There is something of a contradiction running through both books. On the one hand both authors provide some privileged insights into the machinations of the US ruling class, but display a trenchant naivety about where power lies. Krugman, for example, cannot understand the failure of the media to expose the lies of Bush and its determination to ignore the large anti-war demonstrations in the US. In fact the answer is in his own writing when he exposes the so called pro-war demonstrations as having been orchestrated by a radio chain, Cumulus Media, whose management have a long history with Bush. Stiglitz's experience in Clinton's administration is one of him proposing a series of mild reforms that are jettisoned because they attack the privileges and profits of the US ruling class. Investment in health and education, at the centre of the Clinton platform, was completely abandoned. Big corporations could not simply be reined in by political will, and he admits having underestimated their drive for domination.
In the view of Stiglitz and Krugman the US political and economic system has been hijacked by a clique with an agenda of market mania and global economic domination. In their view economic policy should be put in the hands of enlightened and expert economists, as markets and capitalism itself need to be managed carefully. In their work there is no conception of a state, which persistently operates in the interests of a small group of people, irrespective of whether Republicans or Democrats are in government. Neither is there any notion that capitalism has an inexorable logic of pursuing profit, which means that big corporations do not play by the rules. Therefore we need to understand the breathtaking fraud of Enron and dozens of other companies, not simply in terms of greed or poor accounting, but as endemic to the system itself. Real profit was falling and therefore bosses had to go to any lengths to massage the figures.

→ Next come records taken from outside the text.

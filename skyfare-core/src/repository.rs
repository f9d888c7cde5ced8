use async_trait::async_trait;
use std::time::Duration;
use crate::models::{Booking, BookingStatus, FareHistoryEntry, FarePoint, Flight, NewBooking, NewFlight};
use crate::search::FlightSearch;
use crate::CoreResult;

/// Repository trait for flight schedule access
#[async_trait]
pub trait FlightRepository: Send + Sync {
    async fn list_flights(&self) -> CoreResult<Vec<Flight>>;

    async fn get_flight(&self, flight_id: i64) -> CoreResult<Option<Flight>>;

    async fn get_flight_by_no(&self, flight_no: &str) -> CoreResult<Option<Flight>>;

    async fn search_flights(&self, search: &FlightSearch) -> CoreResult<Vec<Flight>>;

    /// Insert a flight. Fails with `DuplicateFlight` if the flight number is taken.
    async fn create_flight(&self, flight: &NewFlight) -> CoreResult<Flight>;
}

/// Read side of the booking table. All writes go through a [`FlightTransaction`].
#[async_trait]
pub trait BookingRepository: Send + Sync {
    async fn list_bookings(&self) -> CoreResult<Vec<Booking>>;

    async fn get_booking(&self, pnr: &str) -> CoreResult<Option<Booking>>;

    async fn pnr_exists(&self, pnr: &str) -> CoreResult<bool>;

    async fn trans_id_exists(&self, trans_id: &str) -> CoreResult<bool>;
}

/// Append-only fare log
#[async_trait]
pub trait FareHistoryRepository: Send + Sync {
    async fn append_fare(&self, entry: &FareHistoryEntry) -> CoreResult<()>;

    /// Most recent first, at most `limit` points.
    async fn recent_fares(&self, flight_no: &str, limit: usize) -> CoreResult<Vec<FarePoint>>;

    async fn has_fare_history(&self, flight_no: &str) -> CoreResult<bool>;
}

/// Hands out exclusive, per-flight units of work.
#[async_trait]
pub trait FlightLocks: Send + Sync {
    /// Lock one flight for the duration of the returned transaction.
    ///
    /// Waits at most `wait` for the lock and fails with `CoreError::Busy`
    /// afterwards. Unknown flights fail with `CoreError::FlightNotFound`.
    async fn lock_flight(&self, flight_id: i64, wait: Duration) -> CoreResult<Box<dyn FlightTransaction>>;
}

/// An exclusive unit of work over one flight and its bookings.
///
/// Nothing written through a transaction is visible to others until
/// [`FlightTransaction::commit`] succeeds. Dropping it uncommitted discards
/// every staged change and releases the lock.
#[async_trait]
pub trait FlightTransaction: Send {
    /// The locked flight, including any availability change staged so far.
    fn flight(&self) -> &Flight;

    async fn set_seats_available(&mut self, seats_available: i32) -> CoreResult<()>;

    /// The booking currently holding `seat_no` on this flight, if any.
    async fn seat_holder(&mut self, seat_no: i32) -> CoreResult<Option<Booking>>;

    /// Look a booking of this flight up by PNR.
    async fn find_booking(&mut self, pnr: &str) -> CoreResult<Option<Booking>>;

    async fn insert_booking(&mut self, booking: NewBooking) -> CoreResult<Booking>;

    async fn update_booking_status(&mut self, booking_id: i64, status: BookingStatus) -> CoreResult<Booking>;

    async fn commit(self: Box<Self>) -> CoreResult<()>;
}

/// Everything the booking engine needs from persistence.
pub trait Store: FlightRepository + BookingRepository + FareHistoryRepository + FlightLocks {}

impl<T> Store for T where T: FlightRepository + BookingRepository + FareHistoryRepository + FlightLocks {}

A much more scholarly and detailed analysis of the post-war US economy is to be found in Robert Brenner's The Boom and the Bubble.5 He places the rate of profit and overproduction at the centre of his analysis, and rescues the argument from conventional economists who view the problems of capitalism in terms of policy failure.
Notwithstanding these arguments I think both books are worth reading. In particular, both authors should be given credit for writing something about economics in a manner that is accessible, relevant and engaging--three qualities that are sadly lacking from the abstract and mathematical outpourings of most academic economists. Krugman's book is current and accessible, while Stiglitz, in places, tends towards a post mortem of Clinton's economic policy and is not as polemical or as interesting as his previous work, Globalization and its Discontents.6
These two books do an excellent job in producing insights into the greed, fraudulent activities and mendacity of the US ruling class. Krugman and Stiglitz are stimulating and insightful commentators--it is a pity that their rejection of the free market and its inequities does not lead them to the critique required by today's anti-capitalist movement.
They reinforce the shortcomings of orthodox economics, which ultimately only offers sticking plasters for a deeply rotten system. It is the anti-capitalist movement, socialists and workers, who offer a real challenge to big corporations and the possibility of a better world.